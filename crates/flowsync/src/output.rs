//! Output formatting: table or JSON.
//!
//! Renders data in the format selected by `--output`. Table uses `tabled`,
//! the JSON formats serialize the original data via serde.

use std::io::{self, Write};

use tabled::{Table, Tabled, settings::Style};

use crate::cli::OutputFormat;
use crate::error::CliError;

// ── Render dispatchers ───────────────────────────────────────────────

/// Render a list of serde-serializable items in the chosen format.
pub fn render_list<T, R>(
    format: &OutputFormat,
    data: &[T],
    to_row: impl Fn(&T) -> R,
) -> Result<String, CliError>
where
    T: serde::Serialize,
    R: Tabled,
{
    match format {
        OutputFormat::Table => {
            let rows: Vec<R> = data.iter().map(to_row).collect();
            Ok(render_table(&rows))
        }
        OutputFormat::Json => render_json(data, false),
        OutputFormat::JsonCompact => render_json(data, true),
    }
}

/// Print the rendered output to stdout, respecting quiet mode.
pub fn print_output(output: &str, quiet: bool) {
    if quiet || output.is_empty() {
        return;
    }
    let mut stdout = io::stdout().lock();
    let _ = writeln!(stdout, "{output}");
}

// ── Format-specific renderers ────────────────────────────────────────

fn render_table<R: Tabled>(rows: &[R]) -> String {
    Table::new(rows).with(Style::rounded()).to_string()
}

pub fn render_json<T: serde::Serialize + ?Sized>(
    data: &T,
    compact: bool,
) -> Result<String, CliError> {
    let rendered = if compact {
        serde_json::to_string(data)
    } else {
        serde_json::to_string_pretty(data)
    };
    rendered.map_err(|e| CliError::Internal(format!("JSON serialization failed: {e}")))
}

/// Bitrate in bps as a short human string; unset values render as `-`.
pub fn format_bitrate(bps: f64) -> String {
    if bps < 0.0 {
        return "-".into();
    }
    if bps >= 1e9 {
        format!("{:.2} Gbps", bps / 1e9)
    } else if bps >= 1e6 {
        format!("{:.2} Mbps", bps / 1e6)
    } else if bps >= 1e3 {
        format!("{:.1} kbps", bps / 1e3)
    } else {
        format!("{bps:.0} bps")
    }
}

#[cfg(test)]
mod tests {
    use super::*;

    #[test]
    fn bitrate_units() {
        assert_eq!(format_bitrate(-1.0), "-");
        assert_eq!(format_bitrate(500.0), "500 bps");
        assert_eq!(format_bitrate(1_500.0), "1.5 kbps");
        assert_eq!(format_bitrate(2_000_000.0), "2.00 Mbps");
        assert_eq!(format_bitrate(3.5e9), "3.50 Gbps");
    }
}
---
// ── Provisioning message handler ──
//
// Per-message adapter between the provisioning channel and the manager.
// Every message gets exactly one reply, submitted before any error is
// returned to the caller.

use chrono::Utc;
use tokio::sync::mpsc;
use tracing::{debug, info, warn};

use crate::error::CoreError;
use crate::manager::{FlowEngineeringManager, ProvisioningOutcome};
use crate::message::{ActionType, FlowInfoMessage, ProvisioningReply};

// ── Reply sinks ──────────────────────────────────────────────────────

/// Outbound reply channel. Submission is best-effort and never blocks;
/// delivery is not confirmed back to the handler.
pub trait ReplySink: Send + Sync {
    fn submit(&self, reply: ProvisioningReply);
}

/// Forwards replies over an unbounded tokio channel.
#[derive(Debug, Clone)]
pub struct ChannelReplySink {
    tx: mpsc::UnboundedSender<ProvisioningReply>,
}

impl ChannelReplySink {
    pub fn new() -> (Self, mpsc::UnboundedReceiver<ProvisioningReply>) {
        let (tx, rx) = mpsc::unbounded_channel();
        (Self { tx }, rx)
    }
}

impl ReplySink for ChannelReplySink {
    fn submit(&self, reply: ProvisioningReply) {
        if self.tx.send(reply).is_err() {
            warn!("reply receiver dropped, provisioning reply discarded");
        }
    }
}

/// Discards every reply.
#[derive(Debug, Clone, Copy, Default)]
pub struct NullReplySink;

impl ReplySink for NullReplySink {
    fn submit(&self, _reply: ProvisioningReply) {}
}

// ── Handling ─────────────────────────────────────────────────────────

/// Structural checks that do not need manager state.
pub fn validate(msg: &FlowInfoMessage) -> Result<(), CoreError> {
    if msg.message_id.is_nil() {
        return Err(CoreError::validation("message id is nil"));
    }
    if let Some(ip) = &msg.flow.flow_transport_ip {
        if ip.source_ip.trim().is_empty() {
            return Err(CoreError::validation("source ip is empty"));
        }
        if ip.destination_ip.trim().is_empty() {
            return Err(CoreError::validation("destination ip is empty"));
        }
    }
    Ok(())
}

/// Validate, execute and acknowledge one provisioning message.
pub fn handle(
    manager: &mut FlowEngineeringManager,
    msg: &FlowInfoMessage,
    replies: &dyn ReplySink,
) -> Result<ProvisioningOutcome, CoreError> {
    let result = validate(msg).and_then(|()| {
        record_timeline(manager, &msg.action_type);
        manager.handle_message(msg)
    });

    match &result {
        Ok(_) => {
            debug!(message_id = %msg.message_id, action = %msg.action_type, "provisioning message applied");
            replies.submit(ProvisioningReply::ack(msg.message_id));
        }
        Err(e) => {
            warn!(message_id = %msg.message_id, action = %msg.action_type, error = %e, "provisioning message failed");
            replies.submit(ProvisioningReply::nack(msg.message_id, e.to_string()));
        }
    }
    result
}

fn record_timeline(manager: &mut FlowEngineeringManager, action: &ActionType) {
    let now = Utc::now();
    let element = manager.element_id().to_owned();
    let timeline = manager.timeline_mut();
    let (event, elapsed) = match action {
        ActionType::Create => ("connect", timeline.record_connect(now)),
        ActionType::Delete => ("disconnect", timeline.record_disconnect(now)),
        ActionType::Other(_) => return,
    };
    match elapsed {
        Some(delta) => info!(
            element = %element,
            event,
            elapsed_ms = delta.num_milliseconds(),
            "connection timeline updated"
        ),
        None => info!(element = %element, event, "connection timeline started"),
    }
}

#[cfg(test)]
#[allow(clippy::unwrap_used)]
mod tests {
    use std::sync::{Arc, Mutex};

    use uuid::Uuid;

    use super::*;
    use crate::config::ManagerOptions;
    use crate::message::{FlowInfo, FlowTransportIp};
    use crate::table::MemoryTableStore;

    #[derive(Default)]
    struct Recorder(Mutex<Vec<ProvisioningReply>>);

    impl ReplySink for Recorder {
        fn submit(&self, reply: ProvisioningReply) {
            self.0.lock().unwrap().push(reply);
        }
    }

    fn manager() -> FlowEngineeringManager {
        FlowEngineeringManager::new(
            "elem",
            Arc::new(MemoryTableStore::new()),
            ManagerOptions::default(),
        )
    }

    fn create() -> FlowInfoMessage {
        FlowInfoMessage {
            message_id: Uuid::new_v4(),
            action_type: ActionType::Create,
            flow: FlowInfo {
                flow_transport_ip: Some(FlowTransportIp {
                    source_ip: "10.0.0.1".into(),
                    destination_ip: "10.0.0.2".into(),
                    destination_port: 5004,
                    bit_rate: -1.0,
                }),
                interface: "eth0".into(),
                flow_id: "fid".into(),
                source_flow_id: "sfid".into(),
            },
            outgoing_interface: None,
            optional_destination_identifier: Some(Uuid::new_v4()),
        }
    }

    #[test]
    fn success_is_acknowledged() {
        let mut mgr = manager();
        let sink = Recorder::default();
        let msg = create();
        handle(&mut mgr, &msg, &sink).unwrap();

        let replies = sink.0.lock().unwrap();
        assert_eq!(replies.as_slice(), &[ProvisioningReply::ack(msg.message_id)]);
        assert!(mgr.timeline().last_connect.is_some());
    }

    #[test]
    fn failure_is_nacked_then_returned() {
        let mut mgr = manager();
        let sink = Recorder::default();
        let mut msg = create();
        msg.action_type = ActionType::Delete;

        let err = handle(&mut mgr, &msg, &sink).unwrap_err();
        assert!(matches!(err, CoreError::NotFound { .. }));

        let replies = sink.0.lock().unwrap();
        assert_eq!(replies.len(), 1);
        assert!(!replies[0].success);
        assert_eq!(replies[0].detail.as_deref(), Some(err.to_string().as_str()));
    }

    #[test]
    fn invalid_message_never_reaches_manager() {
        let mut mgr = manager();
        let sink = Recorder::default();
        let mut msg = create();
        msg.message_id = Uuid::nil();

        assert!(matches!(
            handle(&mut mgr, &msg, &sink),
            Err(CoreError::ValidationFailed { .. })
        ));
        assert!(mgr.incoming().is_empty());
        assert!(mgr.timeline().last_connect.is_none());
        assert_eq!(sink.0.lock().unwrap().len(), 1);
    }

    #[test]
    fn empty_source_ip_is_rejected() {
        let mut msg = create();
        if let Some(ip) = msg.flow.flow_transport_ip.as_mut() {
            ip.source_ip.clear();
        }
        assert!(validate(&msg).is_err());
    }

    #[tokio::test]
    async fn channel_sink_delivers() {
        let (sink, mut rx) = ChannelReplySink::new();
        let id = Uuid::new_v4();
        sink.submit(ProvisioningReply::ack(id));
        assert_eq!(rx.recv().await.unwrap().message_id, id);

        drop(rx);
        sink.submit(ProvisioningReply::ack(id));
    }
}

THE PROBLEM: Give back, exactly as written, the stretch from the line with "filename crates/flowsync/src/output.rs" through the line with "if bps >= 1e6", and no other lines from the records above.

ANSWER SPACE:
filename crates/flowsync/src/output.rs
//! Output formatting: table or JSON.
//!
//! Renders data in the format selected by `--output`. Table uses `tabled`,
//! the JSON formats serialize the original data via serde.

use std::io::{self, Write};

use tabled::{Table, Tabled, settings::Style};

use crate::cli::OutputFormat;
use crate::error::CliError;

// ── Render dispatchers ───────────────────────────────────────────────

/// Render a list of serde-serializable items in the chosen format.
pub fn render_list<T, R>(
    format: &OutputFormat,
    data: &[T],
    to_row: impl Fn(&T) -> R,
) -> Result<String, CliError>
where
    T: serde::Serialize,
    R: Tabled,
{
    match format {
        OutputFormat::Table => {
            let rows: Vec<R> = data.iter().map(to_row).collect();
            Ok(render_table(&rows))
        }
        OutputFormat::Json => render_json(data, false),
        OutputFormat::JsonCompact => render_json(data, true),
    }
}

/// Print the rendered output to stdout, respecting quiet mode.
pub fn print_output(output: &str, quiet: bool) {
    if quiet || output.is_empty() {
        return;
    }
    let mut stdout = io::stdout().lock();
    let _ = writeln!(stdout, "{output}");
}

// ── Format-specific renderers ────────────────────────────────────────

fn render_table<R: Tabled>(rows: &[R]) -> String {
    Table::new(rows).with(Style::rounded()).to_string()
}

pub fn render_json<T: serde::Serialize + ?Sized>(
    data: &T,
    compact: bool,
) -> Result<String, CliError> {
    let rendered = if compact {
        serde_json::to_string(data)
    } else {
        serde_json::to_string_pretty(data)
    };
    rendered.map_err(|e| CliError::Internal(format!("JSON serialization failed: {e}")))
}

/// Bitrate in bps as a short human string; unset values render as `-`.
pub fn format_bitrate(bps: f64) -> String {
    if bps < 0.0 {
        return "-".into();
    }
    if bps >= 1e9 {
        format!("{:.2} Gbps", bps / 1e9)
    } else if bps >= 1e6 {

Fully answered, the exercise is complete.